With Epson printers the main print driver Properties dialog contains a PhotoEnhance option. Here, in the main driver window dialog for the Stylus Photo 2200, PhotoEnhance also offers five distinct settings, three of which provide variations in brightness/contrast and saturation, while Soft Focus and Sepia are special effects.

2) Because the printer profiles for specific papers are essential to translating the color of an image on screen to make a matched print output, it is essential that you use only papers and inks made for your make and model printer. The only exceptions are when you use a custom profile made for a third-party paper and a specific inkset.

The Epson PhotoEnhance feature is more elaborated and controllable if you access it from the Advanced option dialog. This provides sometimes a different set of Tone options like Monochrome and None; and also provides a separate Effect set of options including textures like Canvas and Parchment, as well as a slider to control the strength of the effect from Low to High.

3) Generally, with the exception of activating Epson Natural Color, which enhances blues and greens for landscape and similar images, the use of the many setting options like Enhanced, PhotoRealistic, Automatic, Best Photo, does not alter the color balance of the image in the prints produced. These options affect the brightness or gamma, contrast and saturation, and in one Advanced Enhanced option, image sharpness. Generally, the easiest to access options, like Photo or Automatic settings, produce the least print image contrast and saturation, and would seem to be most tolerant of poorly optimized image files, in essence providing an auto-adjusted image interpretation within the printer driver function.

If you are printing from an application that supports color management like Adobe Photoshop and Elements or Corel PHOTO-PAINT, printer dialog functions provide access to check and select different workflow options. This control with the latest versions of Photoshop and Elements is located at the bottom (Show More Options) of the Print Preview dialog. With Version 5.5 and 6.0 it is at the bottom of the main Print dialog window. To utilize the print driver options described in this article the Source Space should be Document and the PS workspace should be Adobe RGB (1998), the recommended Photoshop workspace profile. The Print Space should be Printer Color Management. If printing from applications that do not have their own color management, the print driver defaults to the monitor profile as the Source Space.

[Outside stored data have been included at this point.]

impl ReportTracker {
    /// Create a tracker whose first session ID is `first_session`.
    ///
    /// Starting from a clock reading keeps IDs from a previous server run
    /// from colliding with new ones.
    pub fn starting_at(first_session: u64) -> Self {
        Self {
            next_session: first_session,
            sessions: BTreeMap::new(),
        }
    }

    /// Register a newly loaded page and the report it was rendered with.
    pub(super) fn open_session(&mut self, report: Option<Arc<Report>>) -> SessionId {
        let session = SessionId(self.next_session);
        self.next_session = self.next_session.wrapping_add(1);

        let generation = Generation { session, number: 0 };
        let state = match report {
            Some(report) => ReportState::Ready { generation, report },
            None => ReportState::Idle,
        };
        self.sessions.insert(session, Session { latest: 0, state });
        self.evict_except(session);

        session
    }

    /// Start a new build for `session`, superseding any build of that
    /// session still in progress.
    ///
    /// Unknown sessions, e.g. from before a restart, are registered on the fly.
    pub(super) fn begin(&mut self, session: SessionId) -> Generation {
        let entry = self.sessions.entry(session).or_default();
        entry.latest += 1;
        let generation = Generation {
            session,
            number: entry.latest,
        };
        entry.state = ReportState::Loading { generation };

        self.evict_except(session);

        generation
    }

    /// Record the result of the build started as `generation`.
    ///
    /// The result only becomes the session's current state if the session
    /// has not started another build since.
    pub(super) fn finish(&mut self, generation: Generation, result: Result<Report, Error>) -> Finish {
        let Some(entry) = self.sessions.get_mut(&generation.session) else {
            tracing::debug!("dropping report {generation:?}, its session was evicted");
            return Finish::Superseded;
        };

        if generation.number != entry.latest {
            tracing::debug!(
                "dropping report {generation:?}, superseded by generation {}",
                entry.latest
            );
            return Finish::Superseded;
        }

        match result {
            Ok(report) => {
                let report = Arc::new(report);
                entry.state = ReportState::Ready {
                    generation,
                    report: report.clone(),
                };
                Finish::Ready(report)
            }
            Err(error) => {
                let message = error.to_string();
                entry.state = ReportState::Error {
                    generation,
                    message: message.clone(),
                };
                Finish::Failed(message)
            }
        }
    }

    /// The state of `session`, [ReportState::Idle] if the session is unknown.
    pub(super) fn state(&self, session: SessionId) -> &ReportState {
        static IDLE: ReportState = ReportState::Idle;

        self.sessions
            .get(&session)
            .map(|entry| &entry.state)
            .unwrap_or(&IDLE)
    }

    /// Forget the oldest sessions until at most [MAX_SESSIONS] are left,
    /// never forgetting `keep`.
    fn evict_except(&mut self, keep: SessionId) {
        while self.sessions.len() > MAX_SESSIONS {
            let Some(oldest) = self
                .sessions
                .keys()
                .copied()
                .find(|session| *session != keep)
            else {
                break;
            };
            self.sessions.remove(&oldest);
        }
    }
}
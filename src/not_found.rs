//! The page to display when a route or resource does not exist.

use axum::{
    http::StatusCode,
    response::{Html, IntoResponse, Response},
};

use crate::html::error_view;

pub async fn get_404_not_found() -> Response {
    get_404_not_found_response()
}

pub fn get_404_not_found_response() -> Response {
    (
        StatusCode::NOT_FOUND,
        Html(
            error_view(
                "Not Found",
                "404",
                "Something's missing.",
                "Sorry, we can't find that page. Check the address or head back to the analytics page.",
            )
            .into_string(),
        ),
    )
        .into_response()
}
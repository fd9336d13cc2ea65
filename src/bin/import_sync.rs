use std::error::Error;
use std::fs;
use std::process::exit;

use clap::Parser;
use rusqlite::Connection;

use salesboard_rs::{UpstreamPayload, count_sales, import_payload, initialize_db};

/// Import a campaign or order payload saved from an upstream platform.
///
/// The payload file holds the same JSON that the server accepts on its sync
/// route, e.g. `{"source": "woocommerce", "orders": [...]}`.
#[derive(Parser, Debug)]
#[command(version, about, long_about = None)]
struct Args {
    /// File path to the application SQLite database.
    #[arg(long)]
    db_path: String,

    /// File path to the JSON payload.
    #[arg(long, short)]
    payload_path: String,
}

fn main() -> Result<(), Box<dyn Error>> {
    let args = Args::parse();

    let payload_text = fs::read_to_string(&args.payload_path)?;
    let payload: UpstreamPayload = match serde_json::from_str(&payload_text) {
        Ok(payload) => payload,
        Err(error) => {
            eprintln!("Could not read payload from {}: {error}", args.payload_path);
            exit(1);
        }
    };

    let conn = Connection::open(&args.db_path)?;
    initialize_db(&conn)?;

    let report = import_payload(payload, &conn)?;

    println!("{}", serde_json::to_string_pretty(&report)?);
    println!("The database now holds {} sales.", count_sales(&conn)?);

    Ok(())
}
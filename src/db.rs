//! Database schema setup for the application's SQLite database.

use rusqlite::{Connection, Transaction as SqlTransaction};

use crate::{
    Error, campaign::create_campaign_table, product::create_product_table,
    sale::create_sale_tables,
};

/// Create the tables for the domain models if they do not exist yet.
///
/// Tables are created in a single exclusive transaction so a partially
/// initialized database is never left behind.
///
/// # Errors
/// Returns an [Error::SqlError] if any of the tables could not be created.
pub fn initialize(connection: &Connection) -> Result<(), Error> {
    // Has no effect inside a transaction.
    connection.execute("PRAGMA foreign_keys = ON", ())?;

    let transaction =
        SqlTransaction::new_unchecked(connection, rusqlite::TransactionBehavior::Exclusive)?;

    create_campaign_table(&transaction)?;
    create_product_table(&transaction)?;
    create_sale_tables(&transaction)?;

    transaction.commit()?;

    Ok(())
}
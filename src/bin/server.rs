use std::{fs::OpenOptions, net::SocketAddr, process::exit, sync::Arc};

use axum::{
    Router,
    extract::{MatchedPath, Request},
    middleware,
};
use axum_server::Handle;
use clap::Parser;
use rusqlite::Connection;
use tower_http::trace::TraceLayer;

#[cfg(debug_assertions)]
use tower_livereload::LiveReloadLayer;

use tracing_subscriber::{
    EnvFilter, Layer, filter, layer::SubscriberExt, util::SubscriberInitExt,
};

use salesboard_rs::{
    AppState, DateFormat, build_router, get_local_offset, graceful_shutdown, logging_middleware,
};

/// The web server for salesboard_rs.
#[derive(Parser, Debug)]
#[command(version, about, long_about = None)]
struct Args {
    /// File path to the application SQLite database.
    #[arg(long)]
    db_path: String,

    /// The port to serve the app from.
    #[arg(short, long, default_value_t = 3000)]
    port: u16,

    /// The canonical name of the timezone used to decide what "today" is, e.g. "Pacific/Auckland".
    #[arg(long, default_value = "Etc/UTC")]
    timezone: String,

    /// How dates are written on chart axes, "month-first" or "day-first".
    #[arg(long, default_value_t = DateFormat::MonthFirst)]
    date_format: DateFormat,

    /// File path for the debug log.
    #[arg(long, default_value = "debug.log")]
    log_path: String,

    /// Log request and response bodies.
    #[arg(long)]
    log_bodies: bool,
}

#[tokio::main]
async fn main() {
    let args = Args::parse();

    setup_logging(&args.log_path);

    if get_local_offset(&args.timezone).is_none() {
        tracing::error!(
            "\"{}\" is not a valid canonical timezone name, e.g. \"Pacific/Auckland\"",
            args.timezone
        );
        exit(1);
    }

    let addr = SocketAddr::from(([127, 0, 0, 1], args.port));

    let conn = Connection::open(&args.db_path).unwrap_or_else(|error| {
        tracing::error!("Could not open database at {}: {error}", args.db_path);
        exit(1);
    });
    let app_state = AppState::new(conn, &args.timezone, args.date_format).unwrap_or_else(|error| {
        tracing::error!("Could not initialize the database: {error}");
        exit(1);
    });

    let handle = Handle::new();
    tokio::spawn(graceful_shutdown(handle.clone()));

    let mut router = add_tracing_layer(build_router(app_state));

    if args.log_bodies {
        router = router.layer(middleware::from_fn(logging_middleware));
    }

    #[cfg(debug_assertions)]
    let router = router.layer(LiveReloadLayer::new());

    tracing::info!("HTTP server listening on {}", addr);
    axum_server::bind(addr)
        .handle(handle)
        .serve(router.into_make_service())
        .await
        .unwrap();
}

fn setup_logging(log_path: &str) {
    let stdout_log = tracing_subscriber::fmt::layer()
        .pretty()
        .with_filter(EnvFilter::try_from_default_env().unwrap_or_else(|_| EnvFilter::new("info")));

    let log_file = OpenOptions::new()
        .create(true)
        .append(true)
        .open(log_path)
        .expect("Could not create log file");

    let debug_log = tracing_subscriber::fmt::layer()
        .pretty()
        .with_writer(Arc::new(log_file))
        .with_filter(filter::LevelFilter::DEBUG);

    tracing_subscriber::registry()
        .with(stdout_log)
        .with(debug_log)
        .init();
}

fn add_tracing_layer(router: Router) -> Router {
    let tracing_layer = TraceLayer::new_for_http()
        .make_span_with(|req: &Request| {
            let method = req.method();
            let uri = req.uri();

            let matched_path = req
                .extensions()
                .get::<MatchedPath>()
                .map(|matched_path| matched_path.as_str());

            tracing::debug_span!("request", %method, %uri, matched_path)
        })
        // By default, `TraceLayer` will log 5xx responses but we're doing our specific
        // logging of errors so disable that
        .on_failure(());

    router.layer(tracing_layer)
}
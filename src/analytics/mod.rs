//! Sales analytics.
//!
//! Turns the stored sales into daily time series for a chosen date range,
//! metric and breakdown (all sales, by campaign or by product), and serves
//! them as an ECharts line chart.

mod aggregation;
mod charts;
mod handlers;
mod range;
mod records;
mod report;
mod series;

pub use charts::DateFormat;
pub use handlers::{get_analytics_chart, get_analytics_page};
pub use report::ReportTracker;
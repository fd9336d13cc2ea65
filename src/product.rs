//! Products sold in the web store, their price history and the products pages.

use std::sync::{Arc, Mutex};

use axum::{
    extract::{FromRef, Path, State},
    response::{IntoResponse, Response},
};
use maud::{Markup, html};
use rusqlite::{Connection, Row};
use time::Date;

use crate::{
    AppState, Error,
    endpoints::{self, format_endpoint},
    html::{
        LINK_STYLE, PAGE_CONTAINER_STYLE, TABLE_CELL_STYLE, TABLE_HEADER_STYLE, TABLE_ROW_STYLE,
        base, format_currency,
    },
    navigation::NavBar,
};

/// A product as listed in the web store.
#[derive(Debug, Clone, PartialEq)]
pub struct Product {
    /// The ID assigned by the web store.
    pub id: i64,
    /// The display name of the product.
    pub name: String,
    /// The current list price, if known.
    pub price: Option<f64>,
}

/// A product with how much of it has been sold.
#[derive(Debug, Clone, PartialEq)]
pub struct ProductSummary {
    pub product: Product,
    /// Units sold over all stored sales. A line item with a quantity of 0
    /// counts as one unit, as in the sales charts.
    pub units_sold: i64,
    /// Unit price times quantity over all stored line items.
    pub revenue: f64,
}

/// A recorded list price of a product.
#[derive(Debug, Clone, PartialEq)]
pub struct ProductPrice {
    pub price: f64,
    /// The day the price was first seen.
    pub recorded_on: Date,
}

/// Create the product and product price tables in the database.
///
/// # Errors
/// Returns an error if the tables cannot be created or if there is an SQL error.
pub fn create_product_table(connection: &Connection) -> Result<(), rusqlite::Error> {
    connection.execute(
        "CREATE TABLE IF NOT EXISTS product (
            id INTEGER PRIMARY KEY,
            name TEXT NOT NULL,
            price REAL
        )",
        (),
    )?;

    connection.execute(
        "CREATE TABLE IF NOT EXISTS product_price (
            id INTEGER PRIMARY KEY,
            product_id INTEGER NOT NULL,
            price REAL NOT NULL,
            recorded_on TEXT NOT NULL DEFAULT (date('now')),
            FOREIGN KEY(product_id) REFERENCES product(id) ON UPDATE CASCADE ON DELETE CASCADE
        )",
        (),
    )?;

    Ok(())
}

/// Insert a product, or update it if the ID already exists.
///
/// An empty name or missing price never overwrites a stored value, since
/// order line items only carry a snapshot of the product. A price that
/// differs from the last recorded one is added to the price history.
///
/// # Errors
/// Returns [Error::SqlError] if the SQL query fails.
pub fn upsert_product(product: &Product, connection: &Connection) -> Result<(), Error> {
    connection.execute(
        "INSERT INTO product (id, name, price) VALUES (?1, ?2, ?3)
        ON CONFLICT(id) DO UPDATE SET
            name = CASE WHEN excluded.name = '' THEN product.name ELSE excluded.name END,
            price = COALESCE(excluded.price, product.price)",
        (product.id, &product.name, product.price),
    )?;

    if let Some(price) = product.price {
        connection.execute(
            "INSERT INTO product_price (product_id, price)
            SELECT ?1, ?2
            WHERE ?2 IS NOT (
                SELECT price FROM product_price WHERE product_id = ?1 ORDER BY id DESC LIMIT 1
            )",
            (product.id, price),
        )?;
    }

    Ok(())
}

/// Get the product with `id`.
///
/// # Errors
/// Returns [Error::NotFound] if there is no such product, or
/// [Error::SqlError] if the SQL query fails.
pub fn get_product(id: i64, connection: &Connection) -> Result<Product, Error> {
    connection
        .query_row(
            "SELECT id, name, price FROM product WHERE id = ?1",
            [id],
            map_product_row,
        )
        .map_err(|error| error.into())
}

/// Get the `(id, name)` pairs used to label products in charts.
///
/// IDs are returned as strings so they can be matched against chart dimension keys.
///
/// # Errors
/// Returns [Error::SqlError] if the SQL query fails.
pub fn get_product_names(connection: &Connection) -> Result<Vec<(String, String)>, Error> {
    connection
        .prepare("SELECT id, name FROM product")?
        .query_map([], |row| {
            Ok((row.get::<_, i64>(0)?.to_string(), row.get(1)?))
        })?
        .collect::<Result<Vec<(String, String)>, rusqlite::Error>>()
        .map_err(|error| error.into())
}

/// Get every product with its units sold and revenue, ordered by name.
///
/// # Errors
/// Returns [Error::SqlError] if the SQL query fails.
pub fn get_product_summaries(connection: &Connection) -> Result<Vec<ProductSummary>, Error> {
    connection
        .prepare(
            "SELECT p.id, p.name, p.price,
                COALESCE(SUM(MAX(i.quantity, 1)), 0),
                COALESCE(SUM(i.unit_price * i.quantity), 0.0)
            FROM product p
            LEFT JOIN sale_item i ON i.product_id = p.id
            GROUP BY p.id
            ORDER BY p.name ASC, p.id ASC",
        )?
        .query_map([], |row| {
            Ok(ProductSummary {
                product: map_product_row(row)?,
                units_sold: row.get(3)?,
                revenue: row.get(4)?,
            })
        })?
        .collect::<Result<Vec<ProductSummary>, rusqlite::Error>>()
        .map_err(|error| error.into())
}

/// Get the recorded prices of a product, newest first.
///
/// # Errors
/// Returns [Error::SqlError] if the SQL query fails.
pub fn get_price_history(
    product_id: i64,
    connection: &Connection,
) -> Result<Vec<ProductPrice>, Error> {
    connection
        .prepare(
            "SELECT price, recorded_on FROM product_price
            WHERE product_id = ?1
            ORDER BY id DESC",
        )?
        .query_map([product_id], |row| {
            Ok(ProductPrice {
                price: row.get(0)?,
                recorded_on: row.get(1)?,
            })
        })?
        .collect::<Result<Vec<ProductPrice>, rusqlite::Error>>()
        .map_err(|error| error.into())
}

fn map_product_row(row: &Row) -> Result<Product, rusqlite::Error> {
    Ok(Product {
        id: row.get(0)?,
        name: row.get(1)?,
        price: row.get(2)?,
    })
}

/// The state needed for the products pages.
#[derive(Debug, Clone)]
pub struct ProductsState {
    /// The database connection for reading products and sales.
    pub db_connection: Arc<Mutex<Connection>>,
}

impl FromRef<AppState> for ProductsState {
    fn from_ref(state: &AppState) -> Self {
        Self {
            db_connection: state.db_connection.clone(),
        }
    }
}

/// Display a table of products with their price and units sold.
pub async fn get_products_page(State(state): State<ProductsState>) -> Result<Response, Error> {
    let products = {
        let connection = state
            .db_connection
            .lock()
            .inspect_err(|error| tracing::error!("could not acquire database lock: {error}"))
            .map_err(|_| Error::DatabaseLockError)?;

        get_product_summaries(&connection)
            .inspect_err(|error| tracing::error!("could not get products: {error}"))?
    };

    Ok(products_view(&products).into_response())
}

/// Display the price history of one product.
pub async fn get_product_prices_page(
    State(state): State<ProductsState>,
    Path(product_id): Path<i64>,
) -> Result<Response, Error> {
    let (product, prices) = {
        let connection = state
            .db_connection
            .lock()
            .inspect_err(|error| tracing::error!("could not acquire database lock: {error}"))
            .map_err(|_| Error::DatabaseLockError)?;

        let product = get_product(product_id, &connection)?;
        let prices = get_price_history(product_id, &connection).inspect_err(|error| {
            tracing::error!("could not get prices of product {product_id}: {error}")
        })?;

        (product, prices)
    };

    Ok(price_history_view(&product, &prices).into_response())
}

fn optional_price(price: Option<f64>) -> String {
    price.map(format_currency).unwrap_or_else(|| "-".to_owned())
}

fn products_view(products: &[ProductSummary]) -> Markup {
    let nav_bar = NavBar::new(endpoints::PRODUCTS_VIEW).into_html();

    let content = html!(
        (nav_bar)

        div class=(PAGE_CONTAINER_STYLE)
        {
            h1 class="text-2xl font-bold mb-4" { "Products" }

            @if products.is_empty() {
                p { "No products yet. Import orders from your web store to see them here." }
            } @else {
                div class="relative overflow-x-auto shadow-md sm:rounded-lg w-full max-w-screen-xl"
                {
                    table class="w-full text-sm text-left rtl:text-right text-gray-500 dark:text-gray-400"
                    {
                        thead class=(TABLE_HEADER_STYLE)
                        {
                            tr
                            {
                                th scope="col" class=(TABLE_CELL_STYLE) { "Name" }
                                th scope="col" class=(TABLE_CELL_STYLE) { "Price" }
                                th scope="col" class=(TABLE_CELL_STYLE) { "Units Sold" }
                                th scope="col" class=(TABLE_CELL_STYLE) { "Revenue" }
                            }
                        }

                        tbody
                        {
                            @for summary in products {
                                @let product = &summary.product;
                                tr class=(TABLE_ROW_STYLE) data-product-id=(product.id)
                                {
                                    td class=(TABLE_CELL_STYLE)
                                    {
                                        a
                                            href=(format_endpoint(endpoints::PRODUCT_PRICES_VIEW, product.id))
                                            class=(LINK_STYLE)
                                        {
                                            (product.name)
                                        }
                                    }
                                    td class=(TABLE_CELL_STYLE) { (optional_price(product.price)) }
                                    td class=(TABLE_CELL_STYLE) { (summary.units_sold) }
                                    td class=(TABLE_CELL_STYLE) { (format_currency(summary.revenue)) }
                                }
                            }
                        }
                    }
                }
            }
        }
    );

    base("Products", &content)
}

fn price_history_view(product: &Product, prices: &[ProductPrice]) -> Markup {
    let nav_bar = NavBar::new(endpoints::PRODUCTS_VIEW).into_html();

    let content = html!(
        (nav_bar)

        div class=(PAGE_CONTAINER_STYLE)
        {
            h1 class="text-2xl font-bold mb-4" { (product.name) " Prices" }

            @if prices.is_empty() {
                p { "No prices have been recorded for this product." }
            } @else {
                div class="relative overflow-x-auto shadow-md sm:rounded-lg w-full max-w-screen-md"
                {
                    table class="w-full text-sm text-left rtl:text-right text-gray-500 dark:text-gray-400"
                    {
                        thead class=(TABLE_HEADER_STYLE)
                        {
                            tr
                            {
                                th scope="col" class=(TABLE_CELL_STYLE) { "Since" }
                                th scope="col" class=(TABLE_CELL_STYLE) { "Price" }
                            }
                        }

                        tbody
                        {
                            @for price in prices {
                                tr class=(TABLE_ROW_STYLE)
                                {
                                    td class=(TABLE_CELL_STYLE) { (price.recorded_on) }
                                    td class=(TABLE_CELL_STYLE) { (format_currency(price.price)) }
                                }
                            }
                        }
                    }
                }
            }

            a href=(endpoints::PRODUCTS_VIEW) class={ "mt-4 " (LINK_STYLE) } { "Back to products" }
        }
    );

    base("Product Prices", &content)
}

The most intense color and fullest density range in prints is with the Colorsync option with the printer installed on an Apple Mac computer. The corollary ICM setting option with the Sony Vaio Windows PC however, produced print image characteristics that were a closer match to prints made using the Automatic option setting. To obtain a print result that was close to the color intensity and print density range obtained with the Colorsync setting on the Mac with the Windows PC and any of the printers, the PhotoEnhanced/Nature option setting was required.